I gazed at our new warships floating beside the artifact. The raid was supposed to be a rich one for us, the big daddy payday.
In World War II, at the start of the Pacific War for America and Japan, the enemy had struck at Pearl Harbor. Everyone knows the story. Japanese planes destroyed docked American capital ships and parked aircraft, although they missed the carriers. The U.S. flattops had been out at sea on maneuvers. On the return to their own carriers, some of the Japanese pilots begged for one more strike. They wanted to hit the big oil tanks onshore and blow them up. The Japanese Admiral Nagumo wanted no part of that. He wished to bring the Japanese fleet home intact. They’d done enough. It was time to scram. So, they sailed away, leaving the oil tanks intact. If they had made one more strike, it would have crippled American recovery efforts even further. Without those oil tanks in Hawaii, the American Navy would have had a much harder time striking the Japanese Empire as soon as it had.
This was our Pearl Harbor. I had to grab as much ordnance as I could, not rush out too soon.
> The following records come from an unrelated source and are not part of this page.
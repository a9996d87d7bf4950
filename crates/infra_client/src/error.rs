//! Client error types
//!
//! Everything that can go wrong between issuing a request and handing a typed
//! value back to the caller. At the port boundary these become `PortError`.

use thiserror::Error;

use core_kernel::PortError;

use crate::storage::StorageError;

const SESSION_EXPIRED: &str = "Session expired, please sign in again";

/// Errors that can occur while calling the backend
#[derive(Debug, Error)]
pub enum ClientError {
    /// The backend answered 401; the session has already been cleared
    #[error("Session expired, please sign in again")]
    Unauthorized,

    /// The backend answered with a non-success status
    #[error("{message}")]
    Api { status: u16, message: String },

    /// The request could not be sent or the body could not be read
    #[error("HTTP request failed: {0}")]
    Http(#[from] reqwest::Error),

    /// The body was not the expected JSON shape
    #[error("Failed to decode response: {0}")]
    Decode(String),

    /// Reading or writing the local session store failed
    #[error(transparent)]
    Storage(#[from] StorageError),
}

impl ClientError {
    /// HTTP status carried by the error, if any
    pub fn status(&self) -> Option<u16> {
        match self {
            ClientError::Unauthorized => Some(401),
            ClientError::Api { status, .. } => Some(*status),
            ClientError::Http(e) => e.status().map(|s| s.as_u16()),
            _ => None,
        }
    }

    pub fn is_unauthorized(&self) -> bool {
        matches!(self, ClientError::Unauthorized)
    }
}

impl From<ClientError> for PortError {
    fn from(error: ClientError) -> Self {
        match error {
            ClientError::Unauthorized => PortError::unauthorized(SESSION_EXPIRED),
            ClientError::Api { status, message } => PortError::rejected(status, message),
            ClientError::Http(e) => PortError::Connection {
                message: e.to_string(),
                source: Some(Box::new(e)),
            },
            ClientError::Decode(message) => PortError::transformation(message),
            ClientError::Storage(e) => PortError::internal(e.to_string()),
        }
    }
}
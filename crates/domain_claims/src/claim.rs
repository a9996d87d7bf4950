//! Claim snapshot as mirrored from the backend

use chrono::{DateTime, Utc};
use rust_decimal::Decimal;
use serde::{Deserialize, Serialize};
use std::fmt;
use std::str::FromStr;

use core_kernel::{ClaimId, Currency, DocumentId, Money, PolicyId, UserId};
use crate::error::ClaimError;

/// Claim status
///
/// The status names the party currently holding the claim.
#[derive(Debug, Clone, Copy, PartialEq, Eq, Hash, PartialOrd, Ord, Serialize, Deserialize)]
#[serde(rename_all = "lowercase")]
pub enum ClaimStatus {
    /// Being written by the employee, not yet lodged
    Draft,
    /// Lodged by the employee, or returned to the employee by HR
    Employee,
    /// Under HR review
    Hr,
    /// Forwarded to the insurer
    Insurer,
    /// Approved by the insurer
    Approved,
    /// Rejected by the insurer
    Rejected,
}

impl ClaimStatus {
    /// All statuses in lifecycle order
    pub const ALL: [ClaimStatus; 6] = [
        ClaimStatus::Draft,
        ClaimStatus::Employee,
        ClaimStatus::Hr,
        ClaimStatus::Insurer,
        ClaimStatus::Approved,
        ClaimStatus::Rejected,
    ];

    /// Wire name of the status
    pub fn as_str(&self) -> &'static str {
        match self {
            ClaimStatus::Draft => "draft",
            ClaimStatus::Employee => "employee",
            ClaimStatus::Hr => "hr",
            ClaimStatus::Insurer => "insurer",
            ClaimStatus::Approved => "approved",
            ClaimStatus::Rejected => "rejected",
        }
    }

    /// Whether the claim has reached a final decision
    pub fn is_terminal(&self) -> bool {
        matches!(self, ClaimStatus::Approved | ClaimStatus::Rejected)
    }
}

impl fmt::Display for ClaimStatus {
    fn fmt(&self, f: &mut fmt::Formatter<'_>) -> fmt::Result {
        f.write_str(self.as_str())
    }
}

impl FromStr for ClaimStatus {
    type Err = ClaimError;

    fn from_str(s: &str) -> Result<Self, Self::Err> {
        let wanted = s.trim().to_ascii_lowercase();
        ClaimStatus::ALL
            .into_iter()
            .find(|status| status.as_str() == wanted)
            .ok_or_else(|| ClaimError::UnknownStatus(s.to_string()))
    }
}

/// Kind of insurance the claim is made against
#[derive(Debug, Clone, Copy, PartialEq, Eq, Hash, Serialize, Deserialize)]
#[serde(rename_all = "lowercase")]
pub enum ClaimType {
    Life,
    Vehicle,
}

impl fmt::Display for ClaimType {
    fn fmt(&self, f: &mut fmt::Formatter<'_>) -> fmt::Result {
        f.write_str(match self {
            ClaimType::Life => "life",
            ClaimType::Vehicle => "vehicle",
        })
    }
}

impl FromStr for ClaimType {
    type Err = ClaimError;

    fn from_str(s: &str) -> Result<Self, Self::Err> {
        match s.trim().to_ascii_lowercase().as_str() {
            "life" => Ok(ClaimType::Life),
            "vehicle" => Ok(ClaimType::Vehicle),
            _ => Err(ClaimError::UnknownClaimType(s.to_string())),
        }
    }
}

/// Specific reason for a claim, constrained by its `ClaimType`
#[derive(Debug, Clone, Copy, PartialEq, Eq, Hash, Serialize, Deserialize)]
#[serde(rename_all = "snake_case")]
pub enum ClaimOption {
    // Life
    Hospitalization,
    Channelling,
    Medication,
    Death,
    // Vehicle
    Accident,
    Theft,
    Fire,
    NaturalDisaster,
    /// An option this portal does not know about
    #[serde(other)]
    Other,
}

impl ClaimOption {
    /// Options offered for a claim type
    pub fn options_for(claim_type: ClaimType) -> &'static [ClaimOption] {
        match claim_type {
            ClaimType::Life => &[
                ClaimOption::Hospitalization,
                ClaimOption::Channelling,
                ClaimOption::Medication,
                ClaimOption::Death,
            ],
            ClaimType::Vehicle => &[
                ClaimOption::Accident,
                ClaimOption::Theft,
                ClaimOption::Fire,
                ClaimOption::NaturalDisaster,
            ],
        }
    }

    /// Whether this option may be used with a claim type
    ///
    /// Unknown options are accepted; the backend is the authority on them.
    pub fn belongs_to(&self, claim_type: ClaimType) -> bool {
        *self == ClaimOption::Other || Self::options_for(claim_type).contains(self)
    }
}

/// Monetary fields of a claim
#[derive(Debug, Clone, PartialEq, Serialize, Deserialize)]
#[serde(rename_all = "camelCase")]
pub struct ClaimAmount {
    /// Amount requested by the employee
    pub requested: Decimal,
    /// Amount approved by the insurer
    #[serde(default, skip_serializing_if = "Option::is_none")]
    pub approved: Option<Decimal>,
    #[serde(default)]
    pub currency: Currency,
}

impl ClaimAmount {
    /// Creates a requested amount in the default currency
    pub fn requested(amount: Decimal) -> Self {
        Self {
            requested: amount,
            approved: None,
            currency: Currency::default(),
        }
    }

    /// Requested amount as money
    pub fn requested_money(&self) -> Money {
        Money::new(self.requested, self.currency)
    }
}

/// One line of the coverage breakdown attached when HR forwards a claim
#[derive(Debug, Clone, PartialEq, Serialize, Deserialize)]
#[serde(rename_all = "camelCase")]
pub struct CoverageBreakdownItem {
    #[serde(default)]
    pub coverage_type: String,
    #[serde(default)]
    pub requested_amount: Decimal,
    #[serde(default, skip_serializing_if = "Option::is_none")]
    pub notes: Option<String>,
}

impl CoverageBreakdownItem {
    pub fn new(coverage_type: impl Into<String>, requested_amount: Decimal) -> Self {
        Self {
            coverage_type: coverage_type.into(),
            requested_amount,
            notes: None,
        }
    }
}

/// Supporting document uploaded with a claim
#[derive(Debug, Clone, PartialEq, Serialize, Deserialize)]
#[serde(rename_all = "camelCase")]
pub struct ClaimDocument {
    #[serde(rename = "_id", alias = "id")]
    pub id: DocumentId,
    pub name: String,
    #[serde(default, skip_serializing_if = "Option::is_none")]
    pub content_type: Option<String>,
    #[serde(default, skip_serializing_if = "Option::is_none")]
    pub uploaded_at: Option<DateTime<Utc>>,
}

/// A claim as mirrored from the backend
#[derive(Debug, Clone, PartialEq, Serialize, Deserialize)]
#[serde(rename_all = "camelCase")]
pub struct Claim {
    /// Backend identifier
    #[serde(rename = "_id", alias = "id")]
    pub id: ClaimId,
    /// Human readable claim reference
    #[serde(default, skip_serializing_if = "Option::is_none")]
    pub claim_number: Option<String>,
    /// Employee who lodged the claim
    #[serde(default, skip_serializing_if = "Option::is_none")]
    pub employee_id: Option<UserId>,
    /// Policy the claim is made against
    #[serde(default, skip_serializing_if = "Option::is_none")]
    pub policy: Option<PolicyId>,
    pub claim_type: ClaimType,
    pub claim_option: ClaimOption,
    pub claim_amount: ClaimAmount,
    pub status: ClaimStatus,
    #[serde(default, skip_serializing_if = "Option::is_none")]
    pub description: Option<String>,
    #[serde(default, skip_serializing_if = "Vec::is_empty")]
    pub coverage_breakdown: Vec<CoverageBreakdownItem>,
    #[serde(default, skip_serializing_if = "Option::is_none")]
    pub hr_notes: Option<String>,
    #[serde(default, skip_serializing_if = "Option::is_none")]
    pub insurer_notes: Option<String>,
    #[serde(default, skip_serializing_if = "Option::is_none")]
    pub return_reason: Option<String>,
    #[serde(default, skip_serializing_if = "Option::is_none")]
    pub rejection_reason: Option<String>,
    #[serde(default, skip_serializing_if = "Vec::is_empty")]
    pub documents: Vec<ClaimDocument>,
    #[serde(default, skip_serializing_if = "Option::is_none")]
    pub submitted_at: Option<DateTime<Utc>>,
    #[serde(default, skip_serializing_if = "Option::is_none")]
    pub created_at: Option<DateTime<Utc>>,
    #[serde(default, skip_serializing_if = "Option::is_none")]
    pub updated_at: Option<DateTime<Utc>>,
}

impl Claim {
    /// Creates a draft claim snapshot
    pub fn draft(
        id: ClaimId,
        claim_type: ClaimType,
        claim_option: ClaimOption,
        requested: Decimal,
    ) -> Self {
        Self {
            id,
            claim_number: None,
            employee_id: None,
            policy: None,
            claim_type,
            claim_option,
            claim_amount: ClaimAmount::requested(requested),
            status: ClaimStatus::Draft,
            description: None,
            coverage_breakdown: Vec::new(),
            hr_notes: None,
            insurer_notes: None,
            return_reason: None,
            rejection_reason: None,
            documents: Vec::new(),
            submitted_at: None,
            created_at: None,
            updated_at: None,
        }
    }

    /// Whether the option matches the claim type
    pub fn has_consistent_option(&self) -> bool {
        self.claim_option.belongs_to(self.claim_type)
    }

    /// Sum of the coverage breakdown currently attached to the claim
    pub fn coverage_total(&self) -> Decimal {
        self.coverage_breakdown
            .iter()
            .map(|item| item.requested_amount)
            .sum()
    }

    /// Looks up an attached document
    pub fn document(&self, id: &DocumentId) -> Option<&ClaimDocument> {
        self.documents.iter().find(|doc| &doc.id == id)
    }
}

#[cfg(test)]
mod tests {
    use super::*;
    use rust_decimal_macros::dec;

    #[test]
    fn test_status_wire_names() {
        let json = serde_json::to_string(&ClaimStatus::Insurer).unwrap();
        assert_eq!(json, "\"insurer\"");
        assert_eq!("HR".parse::<ClaimStatus>().unwrap(), ClaimStatus::Hr);
        assert!("pending".parse::<ClaimStatus>().is_err());
        assert_eq!(" Vehicle".parse::<ClaimType>().unwrap(), ClaimType::Vehicle);
        assert!("health".parse::<ClaimType>().is_err());
    }

    #[test]
    fn test_terminal_statuses() {
        assert!(ClaimStatus::Approved.is_terminal());
        assert!(ClaimStatus::Rejected.is_terminal());
        assert!(!ClaimStatus::Insurer.is_terminal());
    }

    #[test]
    fn test_option_belongs_to_type() {
        assert!(ClaimOption::Hospitalization.belongs_to(ClaimType::Life));
        assert!(!ClaimOption::Theft.belongs_to(ClaimType::Life));
        assert!(ClaimOption::NaturalDisaster.belongs_to(ClaimType::Vehicle));
        assert!(ClaimOption::Other.belongs_to(ClaimType::Vehicle));
    }

    #[test]
    fn test_deserialize_backend_claim() {
        let json = r#"{
            "_id": "66a1f0c2e4b0a1b2c3d4e5f6",
            "claimType": "life",
            "claimOption": "hospitalization",
            "claimAmount": { "requested": 1000 },
            "status": "hr",
            "coverageBreakdown": [
                { "coverageType": "Medical Expenses", "requestedAmount": 600.5 }
            ],
            "documents": [ { "_id": "d1", "name": "bill.pdf" } ]
        }"#;

        let claim: Claim = serde_json::from_str(json).unwrap();
        assert_eq!(claim.id.as_str(), "66a1f0c2e4b0a1b2c3d4e5f6");
        assert_eq!(claim.status, ClaimStatus::Hr);
        assert_eq!(claim.claim_amount.requested, dec!(1000));
        assert_eq!(claim.claim_amount.currency, Currency::LKR);
        assert_eq!(claim.coverage_total(), dec!(600.5));
        assert!(claim.document(&DocumentId::new("d1")).is_some());
    }

    #[test]
    fn test_unknown_option_falls_back_to_other() {
        let json = r#"{
            "_id": "c1",
            "claimType": "vehicle",
            "claimOption": "windscreen",
            "claimAmount": { "requested": 50 },
            "status": "draft"
        }"#;
        let claim: Claim = serde_json::from_str(json).unwrap();
        assert_eq!(claim.claim_option, ClaimOption::Other);
        assert!(claim.has_consistent_option());
    }
}
//! Insurer decision and reviewer request payloads
//!
//! These are the bodies the portal sends to the backend for the workflow
//! actions that carry data. Each one is validated by
//! [`ClaimValidator`](crate::validation::ClaimValidator) before it is sent.

use rust_decimal::Decimal;
use serde::{Deserialize, Serialize};

use crate::claim::{ClaimStatus, CoverageBreakdownItem};

/// Body of `POST /claims/:id/forward`
#[derive(Debug, Clone, Default, PartialEq, Serialize, Deserialize)]
#[serde(rename_all = "camelCase")]
pub struct ForwardToInsurerData {
    #[serde(default)]
    pub coverage_breakdown: Vec<CoverageBreakdownItem>,
    #[serde(default, skip_serializing_if = "Option::is_none")]
    pub hr_notes: Option<String>,
}

impl ForwardToInsurerData {
    pub fn new(coverage_breakdown: Vec<CoverageBreakdownItem>) -> Self {
        Self {
            coverage_breakdown,
            hr_notes: None,
        }
    }

    pub fn with_notes(mut self, notes: impl Into<String>) -> Self {
        self.hr_notes = Some(notes.into());
        self
    }

    /// Sum of the requested amounts across the breakdown
    pub fn total_requested(&self) -> Decimal {
        self.coverage_breakdown
            .iter()
            .map(|item| item.requested_amount)
            .sum()
    }
}

/// Body of `POST /claims/:id/return`
#[derive(Debug, Clone, PartialEq, Serialize, Deserialize)]
#[serde(rename_all = "camelCase")]
pub struct ReturnRequest {
    pub reason: String,
}

impl ReturnRequest {
    /// Builds a request with the reason trimmed as it will be stored
    pub fn new(reason: impl AsRef<str>) -> Self {
        Self {
            reason: reason.as_ref().trim().to_string(),
        }
    }
}

/// Body of `POST /claims/:id/decision`
///
/// `status` is deliberately the full `ClaimStatus`: a form can hold any
/// value, and only `approved` or `rejected` pass validation.
#[derive(Debug, Clone, PartialEq, Serialize, Deserialize)]
#[serde(rename_all = "camelCase")]
pub struct DecisionRequest {
    pub status: ClaimStatus,
    #[serde(default, skip_serializing_if = "Option::is_none")]
    pub approved_amount: Option<Decimal>,
    #[serde(default, skip_serializing_if = "Option::is_none")]
    pub rejection_reason: Option<String>,
    #[serde(default, skip_serializing_if = "Option::is_none")]
    pub insurer_notes: Option<String>,
}

impl DecisionRequest {
    /// Creates an approval
    pub fn approve(amount: Decimal) -> Self {
        Self {
            status: ClaimStatus::Approved,
            approved_amount: Some(amount),
            rejection_reason: None,
            insurer_notes: None,
        }
    }

    /// Creates a rejection
    pub fn reject(reason: impl Into<String>) -> Self {
        Self {
            status: ClaimStatus::Rejected,
            approved_amount: None,
            rejection_reason: Some(reason.into()),
            insurer_notes: None,
        }
    }

    pub fn with_notes(mut self, notes: impl Into<String>) -> Self {
        self.insurer_notes = Some(notes.into());
        self
    }
}

#[cfg(test)]
mod tests {
    use super::*;
    use rust_decimal_macros::dec;

    #[test]
    fn test_forward_payload_wire_shape() {
        let item = CoverageBreakdownItem::new("Medical Expenses", dec!(600));
        let data = ForwardToInsurerData::new(vec![item]).with_notes("Verified receipts");
        let json = serde_json::to_value(&data).unwrap();
        assert_eq!(json["coverageBreakdown"][0]["coverageType"], "Medical Expenses");
        assert_eq!(json["coverageBreakdown"][0]["requestedAmount"], 600.0);
        assert_eq!(json["hrNotes"], "Verified receipts");
    }

    #[test]
    fn test_return_request_trims() {
        assert_eq!(ReturnRequest::new("  missing receipts  ").reason, "missing receipts");
    }

    #[test]
    fn test_decision_wire_shape() {
        let json = serde_json::to_value(DecisionRequest::reject("Not covered")).unwrap();
        assert_eq!(json["status"], "rejected");
        assert_eq!(json["rejectionReason"], "Not covered");
        assert!(json.get("approvedAmount").is_none());
    }
}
“Gather your troopers,” I told Rollo. “We’re hitting the outskirts of the city.”
-17-
From the spaceyard, we rose like a swarm of angry wasps. Gunning our DZ9 air-cycles, we sped for the city warehouses.
As we approached, the Lokhar urban area took on a more distinct shape. Some of the steel towers looked rusted, which seemed strange. I saw chips in the big block buildings. Had there been fighting here recently?